Each line of the data has to be transcribed exactly.

──────── DATA ────────

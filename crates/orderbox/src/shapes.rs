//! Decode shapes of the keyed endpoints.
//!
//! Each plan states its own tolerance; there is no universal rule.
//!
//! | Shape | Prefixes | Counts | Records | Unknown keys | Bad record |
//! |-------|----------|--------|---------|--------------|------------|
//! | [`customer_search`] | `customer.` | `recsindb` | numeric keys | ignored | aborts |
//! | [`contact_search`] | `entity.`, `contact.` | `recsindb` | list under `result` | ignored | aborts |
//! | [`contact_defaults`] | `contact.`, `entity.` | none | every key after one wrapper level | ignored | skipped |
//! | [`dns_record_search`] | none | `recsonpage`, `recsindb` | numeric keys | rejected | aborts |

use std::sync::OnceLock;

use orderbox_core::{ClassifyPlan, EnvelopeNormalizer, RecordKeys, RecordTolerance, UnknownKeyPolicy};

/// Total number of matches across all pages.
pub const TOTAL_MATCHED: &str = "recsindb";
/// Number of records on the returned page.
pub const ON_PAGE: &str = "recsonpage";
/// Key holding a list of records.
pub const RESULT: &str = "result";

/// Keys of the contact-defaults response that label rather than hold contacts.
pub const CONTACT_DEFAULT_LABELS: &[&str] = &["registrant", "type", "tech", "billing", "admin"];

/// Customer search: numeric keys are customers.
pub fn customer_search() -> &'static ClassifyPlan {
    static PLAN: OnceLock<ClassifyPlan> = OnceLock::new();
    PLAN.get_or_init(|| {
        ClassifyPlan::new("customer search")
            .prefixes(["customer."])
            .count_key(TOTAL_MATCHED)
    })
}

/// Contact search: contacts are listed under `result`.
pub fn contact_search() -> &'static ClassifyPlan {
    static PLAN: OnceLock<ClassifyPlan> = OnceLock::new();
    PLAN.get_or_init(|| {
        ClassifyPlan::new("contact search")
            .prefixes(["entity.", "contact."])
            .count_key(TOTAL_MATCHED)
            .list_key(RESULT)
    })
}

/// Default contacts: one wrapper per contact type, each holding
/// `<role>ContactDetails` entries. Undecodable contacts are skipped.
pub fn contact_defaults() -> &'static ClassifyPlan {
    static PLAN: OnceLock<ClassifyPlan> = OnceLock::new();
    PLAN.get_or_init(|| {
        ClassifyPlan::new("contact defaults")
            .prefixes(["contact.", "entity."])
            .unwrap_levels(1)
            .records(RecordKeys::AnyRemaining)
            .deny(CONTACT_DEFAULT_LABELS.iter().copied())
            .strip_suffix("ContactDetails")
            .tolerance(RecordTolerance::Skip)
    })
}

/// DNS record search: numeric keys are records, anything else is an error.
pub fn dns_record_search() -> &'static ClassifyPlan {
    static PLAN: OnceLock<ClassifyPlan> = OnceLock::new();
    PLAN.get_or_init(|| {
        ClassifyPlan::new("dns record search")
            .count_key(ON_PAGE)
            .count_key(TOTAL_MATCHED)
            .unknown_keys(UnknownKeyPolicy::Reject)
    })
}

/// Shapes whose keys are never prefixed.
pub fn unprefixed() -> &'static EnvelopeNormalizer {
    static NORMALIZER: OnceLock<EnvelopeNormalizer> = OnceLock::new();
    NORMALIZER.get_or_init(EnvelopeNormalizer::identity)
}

────────

_OUTPUT BELOW_.
filename crates/orderbox/src/shapes.rs
//! Decode shapes of the keyed endpoints.
//!
//! Each plan states its own tolerance; there is no universal rule.
//!
//! | Shape | Prefixes | Counts | Records | Unknown keys | Bad record |
//! |-------|----------|--------|---------|--------------|------------|
//! | [`customer_search`] | `customer.` | `recsindb` | numeric keys | ignored | aborts |
//! | [`contact_search`] | `entity.`, `contact.` | `recsindb` | list under `result` | ignored | aborts |
//! | [`contact_defaults`] | `contact.`, `entity.` | none | every key after one wrapper level | ignored | skipped |
//! | [`dns_record_search`] | none | `recsonpage`, `recsindb` | numeric keys | rejected | aborts |

use std::sync::OnceLock;

use orderbox_core::{ClassifyPlan, EnvelopeNormalizer, RecordKeys, RecordTolerance, UnknownKeyPolicy};

/// Total number of matches across all pages.
pub const TOTAL_MATCHED: &str = "recsindb";
/// Number of records on the returned page.
pub const ON_PAGE: &str = "recsonpage";
/// Key holding a list of records.
pub const RESULT: &str = "result";

/// Keys of the contact-defaults response that label rather than hold contacts.
pub const CONTACT_DEFAULT_LABELS: &[&str] = &["registrant", "type", "tech", "billing", "admin"];

/// Customer search: numeric keys are customers.
pub fn customer_search() -> &'static ClassifyPlan {
    static PLAN: OnceLock<ClassifyPlan> = OnceLock::new();
    PLAN.get_or_init(|| {
        ClassifyPlan::new("customer search")
            .prefixes(["customer."])
            .count_key(TOTAL_MATCHED)
    })
}

/// Contact search: contacts are listed under `result`.
pub fn contact_search() -> &'static ClassifyPlan {
    static PLAN: OnceLock<ClassifyPlan> = OnceLock::new();
    PLAN.get_or_init(|| {
        ClassifyPlan::new("contact search")
            .prefixes(["entity.", "contact."])
            .count_key(TOTAL_MATCHED)
            .list_key(RESULT)
    })
}

/// Default contacts: one wrapper per contact type, each holding
/// `<role>ContactDetails` entries. Undecodable contacts are skipped.
pub fn contact_defaults() -> &'static ClassifyPlan {
    static PLAN: OnceLock<ClassifyPlan> = OnceLock::new();
    PLAN.get_or_init(|| {
        ClassifyPlan::new("contact defaults")
            .prefixes(["contact.", "entity."])
            .unwrap_levels(1)
            .records(RecordKeys::AnyRemaining)
            .deny(CONTACT_DEFAULT_LABELS.iter().copied())
            .strip_suffix("ContactDetails")
            .tolerance(RecordTolerance::Skip)
    })
}

/// DNS record search: numeric keys are records, anything else is an error.
pub fn dns_record_search() -> &'static ClassifyPlan {
    static PLAN: OnceLock<ClassifyPlan> = OnceLock::new();
    PLAN.get_or_init(|| {
        ClassifyPlan::new("dns record search")
            .count_key(ON_PAGE)
            .count_key(TOTAL_MATCHED)
            .unknown_keys(UnknownKeyPolicy::Reject)
    })
}

/// Shapes whose keys are never prefixed.
pub fn unprefixed() -> &'static EnvelopeNormalizer {
    static NORMALIZER: OnceLock<EnvelopeNormalizer> = OnceLock::new();
    NORMALIZER.get_or_init(EnvelopeNormalizer::identity)
}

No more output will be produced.